> **Assignment**
Pull every line with "InputFlags" from the material.
# # # # #
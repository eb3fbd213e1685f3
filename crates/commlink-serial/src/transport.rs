//! 串口传输
//!
//! 打开流程：
//!
//! ```text
//! Closed ─open()─▶ Opening ──ok──────────────────────────▶ Configuring ──ok──▶ Open
//!                     │                                      │
//!                     └─EACCES/EPERM─▶ make_accessible()      └─err──▶ Closed（fd 已关闭）
//!                                         └─▶ Opening' ─ok──▶ Configuring
//!                                                  └─err──▶ Closed（返回首次错误）
//! ```
//!
//! 提权重试最多一次；其它打开错误直接返回。

use crate::escalator::{NoEscalation, PrivilegeEscalator};
use crate::settings::{LineSettings, SerialConfig};
use crate::termios;
use commlink_core::{LinkError, LinkHandle, LinkTable, buffer_window, timed_io};
use nix::errno::Errno;
use std::fs::{File, OpenOptions};
use std::io;
use std::os::fd::{AsFd, AsRawFd};
use std::os::unix::fs::OpenOptionsExt;
use std::path::{Path, PathBuf};
use std::time::Duration;
use tracing::{error, info, trace, warn};

/// 一个已打开并配置好的串口
#[derive(Debug)]
pub struct SerialLink {
    path: PathBuf,
    file: File,
    settings: LineSettings,
}

impl SerialLink {
    pub fn path(&self) -> &Path {
        &self.path
    }

    pub fn settings(&self) -> &LineSettings {
        &self.settings
    }
}

/// 串口传输：链路表 + 权限恢复能力
pub struct SerialTransport {
    links: LinkTable<SerialLink>,
    escalator: Box<dyn PrivilegeEscalator>,
}

impl std::fmt::Debug for SerialTransport {
    fn fmt(&self, f: &mut std::fmt::Formatter<'_>) -> std::fmt::Result {
        f.debug_struct("SerialTransport")
            .field("links", &self.links)
            .finish_non_exhaustive()
    }
}

impl Default for SerialTransport {
    fn default() -> Self {
        Self::new()
    }
}

impl SerialTransport {
    /// 不提权的传输
    pub fn new() -> Self {
        Self::with_escalator(NoEscalation)
    }

    /// 注入权限恢复实现（例如 `SuChmod`）
    pub fn with_escalator(escalator: impl PrivilegeEscalator + 'static) -> Self {
        Self {
            links: LinkTable::new(),
            escalator: Box::new(escalator),
        }
    }

    /// 打开并配置串口
    ///
    /// # 错误
    /// - `LinkError::InvalidArgument`: 路径为空
    /// - `LinkError::PermissionDenied`: 权限被拒绝且恢复/重试失败（携带首次 errno）
    /// - `LinkError::Os`: 其它打开错误，或 termios 配置失败（此时 fd 已关闭）
    pub fn open(&mut self, path: impl AsRef<Path>, settings: LineSettings) -> Result<LinkHandle, LinkError> {
        let path = path.as_ref();
        if path.as_os_str().is_empty() {
            return Err(LinkError::invalid("serial device path is empty"));
        }

        let file = self.open_device(path)?;
        clear_nonblocking(&file)?;
        // 失败时 file 随 drop 关闭，不留下半打开的链路
        termios::configure(&file, &settings)?;

        let handle = self.links.insert(SerialLink {
            path: path.to_path_buf(),
            file,
            settings,
        });
        info!(
            "Serial link opened: path='{}', {}, handle={}",
            path.display(),
            settings,
            handle.as_raw()
        );
        Ok(handle)
    }

    /// 按配置打开；参数在触碰设备前校验
    pub fn open_config(&mut self, config: &SerialConfig) -> Result<LinkHandle, LinkError> {
        let settings = LineSettings::try_from(config)?;
        self.open(&config.path, settings)
    }

    fn open_device(&self, path: &Path) -> Result<File, LinkError> {
        let first = match try_open(path) {
            Ok(file) => return Ok(file),
            Err(e) => e,
        };

        if first.kind() != io::ErrorKind::PermissionDenied {
            error!("open({}) failed: {}", path.display(), first);
            return Err(LinkError::from_io("open", &first));
        }

        let errno = first.raw_os_error().unwrap_or(libc::EACCES);
        let denied = || LinkError::PermissionDenied {
            path: path.display().to_string(),
            errno,
        };

        warn!(
            "open({}) denied: {}; trying to make it accessible",
            path.display(),
            first
        );
        if let Err(e) = self.escalator.make_accessible(path) {
            warn!("cannot make '{}' accessible: {}", path.display(), e);
            return Err(denied());
        }

        try_open(path).map_err(|retry| {
            error!("open({}) still failing after permission fix: {}", path.display(), retry);
            denied()
        })
    }

    /// 整体替换线路参数
    pub fn reconfigure(&mut self, handle: LinkHandle, settings: LineSettings) -> Result<(), LinkError> {
        let link = self.links.get_mut(handle)?;
        termios::configure(&link.file, &settings)?;
        link.settings = settings;
        info!("Serial link '{}' reconfigured: {}", link.path.display(), settings);
        Ok(())
    }

    /// 写入数据，返回系统调用报告的字节数
    ///
    /// 空数据为 `InvalidArgument`；超时内不可写返回 `LinkError::Timeout`。
    pub fn write(&self, handle: LinkHandle, data: &[u8], timeout: Duration) -> Result<usize, LinkError> {
        self.write_window(handle, data, 0, data.len(), timeout)
    }

    /// 写入 `buf[offset..offset + length]`
    pub fn write_window(
        &self,
        handle: LinkHandle,
        buf: &[u8],
        offset: usize,
        length: usize,
        timeout: Duration,
    ) -> Result<usize, LinkError> {
        let range = buffer_window(buf.len(), offset, length)?;
        let link = self.links.get(handle)?;

        let n = timed_io::write(link.file.as_fd(), &buf[range], timeout)?;
        trace!("Serial TX on '{}': {} bytes", link.path.display(), n);
        Ok(n)
    }

    /// 读取当前可用的数据（至多 `buf.len()` 字节）
    ///
    /// 超时内无数据返回 `LinkError::Timeout`。设备挂断时 readiness 立即成立，
    /// 返回 `Ok(0)`。
    pub fn read(&self, handle: LinkHandle, buf: &mut [u8], timeout: Duration) -> Result<usize, LinkError> {
        let len = buf.len();
        self.read_window(handle, buf, 0, len, timeout)
    }

    /// 读入 `buf[offset..offset + length]`
    pub fn read_window(
        &self,
        handle: LinkHandle,
        buf: &mut [u8],
        offset: usize,
        length: usize,
        timeout: Duration,
    ) -> Result<usize, LinkError> {
        let range = buffer_window(buf.len(), offset, length)?;
        let link = self.links.get(handle)?;

        let n = timed_io::read(link.file.as_fd(), &mut buf[range], timeout)?;
        trace!("Serial RX on '{}': {} bytes", link.path.display(), n);
        Ok(n)
    }

    /// 关闭链路（幂等），返回该句柄此前是否处于打开状态
    pub fn close(&mut self, handle: LinkHandle) -> bool {
        match self.links.remove(handle) {
            Some(link) => {
                info!(
                    "Serial link closed: path='{}', handle={}",
                    link.path.display(),
                    handle.as_raw()
                );
                true
            },
            None => {
                trace!("close on unknown serial handle {}", handle.as_raw());
                false
            },
        }
    }

    pub fn link(&self, handle: LinkHandle) -> Result<&SerialLink, LinkError> {
        self.links.get(handle)
    }

    pub fn is_open(&self, handle: LinkHandle) -> bool {
        self.links.contains(handle)
    }

    pub fn len(&self) -> usize {
        self.links.len()
    }

    pub fn is_empty(&self) -> bool {
        self.links.is_empty()
    }
}

fn try_open(path: &Path) -> io::Result<File> {
    OpenOptions::new()
        .read(true)
        .write(true)
        .custom_flags(libc::O_NOCTTY | libc::O_NONBLOCK)
        .open(path)
}

/// 打开时用 `O_NONBLOCK` 避免在调制解调器控制线上阻塞，之后的 I/O 改由 poll 控制
fn clear_nonblocking(file: &File) -> Result<(), LinkError> {
    let fd = file.as_raw_fd();
    let flags = unsafe { libc::fcntl(fd, libc::F_GETFL) };
    if flags < 0 {
        let errno = Errno::last();
        error!("fcntl(F_GETFL, fd={}) failed: {}", fd, errno);
        return Err(LinkError::os("fcntl(F_GETFL)", errno as i32));
    }
    if unsafe { libc::fcntl(fd, libc::F_SETFL, flags & !libc::O_NONBLOCK) } < 0 {
        let errno = Errno::last();
        error!("fcntl(F_SETFL, fd={}) failed: {}", fd, errno);
        return Err(LinkError::os("fcntl(F_SETFL)", errno as i32));
    }
    Ok(())
}
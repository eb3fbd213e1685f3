//! termios 配置
//!
//! 原始模式（非规范、无回显、无流控、无输出处理），`VMIN = 0` / `VTIME = 0`：
//! readiness 确认后 `read` 立即返回当前可用的数据。

use crate::settings::{DataBits, LineSettings, Parity, SerialBaud, StopBits};
use commlink_core::LinkError;
use nix::sys::termios::{
    self, BaudRate, ControlFlags, InputFlags, OutputFlags, SetArg, SpecialCharacterIndices, Termios,
};
use std::os::fd::{AsFd, AsRawFd};
use tracing::{error, trace};

pub(crate) fn baud_rate(baud: SerialBaud) -> BaudRate {
    match baud {
        SerialBaud::B50 => BaudRate::B50,
        SerialBaud::B75 => BaudRate::B75,
        SerialBaud::B110 => BaudRate::B110,
        SerialBaud::B134 => BaudRate::B134,
        SerialBaud::B150 => BaudRate::B150,
        SerialBaud::B200 => BaudRate::B200,
        SerialBaud::B300 => BaudRate::B300,
        SerialBaud::B600 => BaudRate::B600,
        SerialBaud::B1200 => BaudRate::B1200,
        SerialBaud::B1800 => BaudRate::B1800,
        SerialBaud::B2400 => BaudRate::B2400,
        SerialBaud::B4800 => BaudRate::B4800,
        SerialBaud::B9600 => BaudRate::B9600,
        SerialBaud::B19200 => BaudRate::B19200,
        SerialBaud::B38400 => BaudRate::B38400,
        SerialBaud::B57600 => BaudRate::B57600,
        SerialBaud::B115200 => BaudRate::B115200,
        SerialBaud::B230400 => BaudRate::B230400,
        SerialBaud::B460800 => BaudRate::B460800,
        SerialBaud::B500000 => BaudRate::B500000,
        SerialBaud::B576000 => BaudRate::B576000,
        SerialBaud::B921600 => BaudRate::B921600,
        SerialBaud::B1000000 => BaudRate::B1000000,
        SerialBaud::B1152000 => BaudRate::B1152000,
        SerialBaud::B1500000 => BaudRate::B1500000,
        SerialBaud::B2000000 => BaudRate::B2000000,
        SerialBaud::B2500000 => BaudRate::B2500000,
        SerialBaud::B3000000 => BaudRate::B3000000,
        SerialBaud::B3500000 => BaudRate::B3500000,
        SerialBaud::B4000000 => BaudRate::B4000000,
    }
}

/// 把线路参数写入 `Termios`（不触碰设备）
pub(crate) fn apply(tio: &mut Termios, settings: &LineSettings) -> Result<(), LinkError> {
    termios::cfmakeraw(tio);

    let speed = baud_rate(settings.baud);
    termios::cfsetispeed(tio, speed).map_err(|e| LinkError::os("cfsetispeed", e as i32))?;
    termios::cfsetospeed(tio, speed).map_err(|e| LinkError::os("cfsetospeed", e as i32))?;

    let cflag = &mut tio.control_flags;
    cflag.remove(ControlFlags::CSIZE);
    cflag.insert(match settings.data_bits {
        DataBits::Five => ControlFlags::CS5,
        DataBits::Six => ControlFlags::CS6,
        DataBits::Seven => ControlFlags::CS7,
        DataBits::Eight => ControlFlags::CS8,
    });

    cflag.set(ControlFlags::CSTOPB, settings.stop_bits == StopBits::Two);

    cflag.remove(ControlFlags::PARENB | ControlFlags::PARODD);
    match settings.parity {
        Parity::None => {},
        Parity::Odd => cflag.insert(ControlFlags::PARENB | ControlFlags::PARODD),
        Parity::Even => cflag.insert(ControlFlags::PARENB),
    }

    // 忽略调制解调器控制线，开启接收；无硬件流控
    cflag.insert(ControlFlags::CLOCAL | ControlFlags::CREAD);
    cflag.remove(ControlFlags::CRTSCTS);

    tio.input_flags
        .remove(InputFlags::IXON | InputFlags::IXOFF | InputFlags::IXANY);
    // 开启校验时检查输入校验错误，错误字节不忽略也不标记
    tio.input_flags.remove(InputFlags::IGNPAR | InputFlags::PARMRK);
    tio.input_flags
        .set(InputFlags::INPCK, settings.parity != Parity::None);
    tio.output_flags.remove(OutputFlags::OPOST);

    tio.control_chars[SpecialCharacterIndices::VMIN as usize] = 0;
    tio.control_chars[SpecialCharacterIndices::VTIME as usize] = 0;
    Ok(())
}

/// 读取设备当前 termios，应用线路参数并立即生效
///
/// 非终端设备（例如 `/dev/null`）在 `tcgetattr` 处失败，返回 `Os(ENOTTY)`。
pub fn configure<Fd: AsFd>(fd: Fd, settings: &LineSettings) -> Result<(), LinkError> {
    let fd = fd.as_fd();
    let mut tio = termios::tcgetattr(fd).map_err(|e| {
        error!("tcgetattr(fd={}) failed: {}", fd.as_raw_fd(), e);
        LinkError::os("tcgetattr", e as i32)
    })?;

    apply(&mut tio, settings)?;

    termios::tcsetattr(fd, SetArg::TCSANOW, &tio).map_err(|e| {
        error!("tcsetattr(fd={}) failed: {}", fd.as_raw_fd(), e);
        LinkError::os("tcsetattr", e as i32)
    })?;

    trace!("fd {} configured as {}", fd.as_raw_fd(), settings);
    Ok(())
}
# # # # #
> **Response to the exercise**
    self, BaudRate, ControlFlags, InputFlags, OutputFlags, SetArg, SpecialCharacterIndices, Termios,
        .remove(InputFlags::IXON | InputFlags::IXOFF | InputFlags::IXANY);
    tio.input_flags.remove(InputFlags::IGNPAR | InputFlags::PARMRK);
        .set(InputFlags::INPCK, settings.parity != Parity::None);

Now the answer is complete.